Centerville was proud of its new airport that housed many private planes and where people were taught to fly. John Stevenson was recognized for leasing the land for the field where Charles Osborn was manager and Don Hubbard was in charge of maintenance.

Joseph Jason was operating his Metal Products Co. that made well casings and his F&E Manufacturing Co. that featured gas burners. Other large operations included the Centerville Electric and Pump Co. of A.S. Enos and the P.C. Hansen Lumber Company. George Coit had the only hardware and plumbing store.

Grocery stores were the Excelsior Bakery and Grocery Store, Ralph Boliba's Victory Market, the Red and White, Bong Brothers Centerville Food Market and the Safeway in the Masonic Building. Eating places included the Cloverdale Creamery, the new Shanghai, Kleins, the California Inn, the Bear Cat Cafˇ, the Varsity Cafˇ, Magiors and the L&V Cafˇ. Bank of America provided for the financial needs of residents.

Dr. W. L. McWhirter, Dr. J. Merle Buehler and Dr. George S. Holeman and Dr. W. Wilber had offices in town. Drug stores were operated by Allan Walton and Sid's Pharmacy. Dr. Elmo Grimmer and Stanley MacMillan were the dentists. Judge Allen G. Norris and Leroy Brown had offices in the old bank building.

Other business houses included the Sunrise Bakery, Cliff's Pool Hall, Hellwig's Meat Market, Kirkish Store, Centerville Auto Parts, Sportsmen's Barbershop and Miller's Shoe Store.

Suburban Homes was building in the Hansen Tract on Thornton and Pine and K. P. Suhnel was developing Santos Road and would "build homes to suit." Louis Cardoza, E. B. Hodges and Charles Wauhab were local realtors.

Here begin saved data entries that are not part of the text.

//! Source records → normalized field samples.
//!
//! Raw JSON is validated once, at the boundary, into [`RawRecord`]. From there
//! the mapping to samples is a pure function of the record:
//!
//! - consumption: one `consumedEnergy` sample per record, entity = user id
//! - generation: one `generatedEnergy` sample per record, entity = user id
//! - weather: `outdoorTemperature` + `humidityLevel` for one synthesized
//!   station entity; coordinates travel as entity metadata

use serde_json::Value;

use crate::domain::{DatasetType, EntityMetadata, FieldName, FieldSample, SourceCategory};

pub mod record;

pub use record::{EnergyRecord, RawRecord, RecordError, WeatherRecord};

/// A raw record that could not become a sample.
#[derive(Debug, Clone, PartialEq)]
pub struct SkippedRecord {
    pub category: SourceCategory,
    pub index: usize,
    pub reason: RecordError,
}

#[derive(Debug, Clone, Default, PartialEq)]
pub struct ParsedRecords {
    pub records: Vec<RawRecord>,
    pub skipped: Vec<SkippedRecord>,
}

impl ParsedRecords {
    pub fn extend(&mut self, other: ParsedRecords) {
        self.records.extend(other.records);
        self.skipped.extend(other.skipped);
    }
}

/// Validate one endpoint's response. Order is preserved.
pub fn parse_records(category: SourceCategory, raw: &[Value]) -> ParsedRecords {
    let mut out = ParsedRecords::default();
    for (index, value) in raw.iter().enumerate() {
        match RawRecord::parse(category, index, value) {
            Ok(record) => out.records.push(record),
            Err(reason) => out.skipped.push(SkippedRecord {
                category,
                index,
                reason,
            }),
        }
    }
    out
}

/// Samples for `dataset_type`, in record order.
///
/// Lazy and restartable: clone the iterator to walk the samples again.
/// Records of categories the dataset type does not use are ignored.
pub fn to_field_samples(
    records: &[RawRecord],
    dataset_type: DatasetType,
) -> impl Iterator<Item = FieldSample> + Clone + '_ {
    records
        .iter()
        .filter(move |r| dataset_type.accepts(r.category()))
        .flat_map(samples_of)
}

fn samples_of(record: &RawRecord) -> Vec<FieldSample> {
    match record {
        RawRecord::Consumption(r) => vec![energy_sample(r, FieldName::ConsumedEnergy)],
        RawRecord::Generation(r) => vec![energy_sample(r, FieldName::GeneratedEnergy)],
        RawRecord::Weather(w) => {
            let entity_id = w.entity_id();
            let metadata = EntityMetadata::WeatherStation {
                device_id: entity_id.clone(),
                latitude: w.latitude,
                longitude: w.longitude,
            };
            [
                (FieldName::OutdoorTemperature, w.temperature),
                (FieldName::HumidityLevel, w.humidity),
            ]
            .into_iter()
            .map(|(field, value)| FieldSample {
                record_index: w.index,
                entity_id: entity_id.clone(),
                timestamp: w.timestamp,
                field,
                value,
                metadata: Some(metadata.clone()),
            })
            .collect()
        }
    }
}

fn energy_sample(r: &EnergyRecord, field: FieldName) -> FieldSample {
    FieldSample {
        record_index: r.index,
        entity_id: r.user_id.clone(),
        timestamp: r.timestamp,
        field,
        value: r.kwh,
        metadata: Some(EntityMetadata::EnergyMeter {
            device_id: r.user_id.clone(),
        }),
    }
}

#[cfg(test)]
mod tests {
    use super::*;
    use serde_json::json;

    fn consumption(n: usize) -> Vec<Value> {
        (0..n)
            .map(|i| {
                json!({
                    "user_id": format!("u{}", i % 2),
                    "datetime": format!("2022-01-01T{:02}:00:00", i),
                    "data": { "energy_consumption_kwh": i as f64 * 0.1 }
                })
            })
            .collect()
    }

    #[test]
    fn one_sample_per_energy_record_in_order() {
        let parsed = parse_records(SourceCategory::Consumption, &consumption(4));
        assert!(parsed.skipped.is_empty());

        let samples: Vec<_> = to_field_samples(&parsed.records, DatasetType::Consumption).collect();
        assert_eq!(samples.len(), 4);
        assert!(samples.iter().all(|s| s.field == FieldName::ConsumedEnergy));
        assert_eq!(
            samples.iter().map(|s| s.entity_id.as_str()).collect::<Vec<_>>(),
            ["u0", "u1", "u0", "u1"]
        );
        assert_eq!(samples.iter().map(|s| s.record_index).collect::<Vec<_>>(), [0, 1, 2, 3]);
    }

    #[test]
    fn weather_record_yields_two_samples_for_one_entity() {
        let parsed = parse_records(
            SourceCategory::Weather,
            &[json!({ "datetime_utc": "2022-01-01T10:00:00", "ta": 18.2, "hr": null, "idema": "C447A", "lat": 28.4, "lon": -16.3 })],
        );
        let samples: Vec<_> = to_field_samples(&parsed.records, DatasetType::GenerationWeather).collect();

        assert_eq!(samples.len(), 2);
        assert_eq!(samples[0].field, FieldName::OutdoorTemperature);
        assert_eq!(samples[0].value, Some(18.2));
        assert_eq!(samples[1].field, FieldName::HumidityLevel);
        assert_eq!(samples[1].value, None);
        assert_eq!(samples[0].entity_id, samples[1].entity_id);
        assert_eq!(
            samples[0].metadata,
            Some(EntityMetadata::WeatherStation {
                device_id: "weather-C447A".into(),
                latitude: Some(28.4),
                longitude: Some(-16.3),
            })
        );
    }

    #[test]
    fn unusable_records_are_skipped_and_counted() {
        let raw = vec![
            json!({ "user_id": "u1", "datetime": "2022-01-01T00:00:00", "data": { "energy_consumption_kwh": 1.0 } }),
            json!({ "datetime": "2022-01-01T01:00:00", "data": { "energy_consumption_kwh": 1.0 } }),
            json!({ "user_id": "u1", "datetime": "2022-01-01T02:00:00" }),
        ];
        let parsed = parse_records(SourceCategory::Consumption, &raw);
        assert_eq!(parsed.records.len(), 2);
        assert_eq!(parsed.skipped.len(), 1);
        assert_eq!(parsed.skipped[0].index, 1);
        assert_eq!(parsed.skipped[0].reason, RecordError::Missing("user_id"));
    }

    #[test]
    fn samples_can_be_walked_twice() {
        let parsed = parse_records(SourceCategory::Consumption, &consumption(3));
        let samples = to_field_samples(&parsed.records, DatasetType::Consumption);
        let first: Vec<_> = samples.clone().collect();
        let second: Vec<_> = samples.collect();
        assert_eq!(first, second);
    }

    #[test]
    fn records_outside_the_dataset_type_are_ignored() {
        let parsed = parse_records(SourceCategory::Consumption, &consumption(2));
        assert_eq!(to_field_samples(&parsed.records, DatasetType::GenerationWeather).count(), 0);
    }
}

Several township offices such as the Alameda County Water District, the Alameda County Health Department, the Washington Township Justice Court and the Country Club of Washington Township were located in this "Center City." Having the Washington Union High School located in Centerville drew many people for programs, meetings and sporting events and helped make the town the township's social and cultural center. Churches and fraternal groups were active. The Lion's Club and Chamber of Commerce were spreading information about the town. Centerville did, indeed, appear to be "the Center City."